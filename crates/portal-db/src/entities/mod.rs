//! Database entities

pub mod patient;

pub use patient::Entity as Patient;

pub mod prelude {
    pub use super::patient::Entity as Patient;
}
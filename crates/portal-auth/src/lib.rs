//! Session authentication for the patient portal
//!
//! Credentials are checked against salted Argon2id hashes, successful logins
//! produce a signed HS256 session token, and every protected request path
//! calls [`Authenticator::verify`] to recover the caller's [`Identity`].
//!
//! Verification is stateless. There is no server-side revocation list: a
//! token stays valid until its absolute expiry even after the client has
//! discarded its cookie.

pub mod authenticator;
pub mod config;
pub mod error;
pub mod jwt;
pub mod password;
pub mod store;

pub use authenticator::{Authenticator, IssuedToken};
pub use config::{AuthConfig, ConfigError, MIN_SECRET_LEN};
pub use error::AuthError;
pub use jwt::{Identity, JwtError, SessionClaims, TokenSigner};
pub use password::{hash_password, verify_password, PasswordError};
pub use store::{CredentialRecord, CredentialStore, StoreError};

// Re-export useful types
pub use async_trait::async_trait;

----------

* [Instructions for the task]:
In the material above, find every line with the word "entities" and show it.

* [Solution to the problem]:
filename crates/portal-db/src/entities/mod.rs
//! Database entities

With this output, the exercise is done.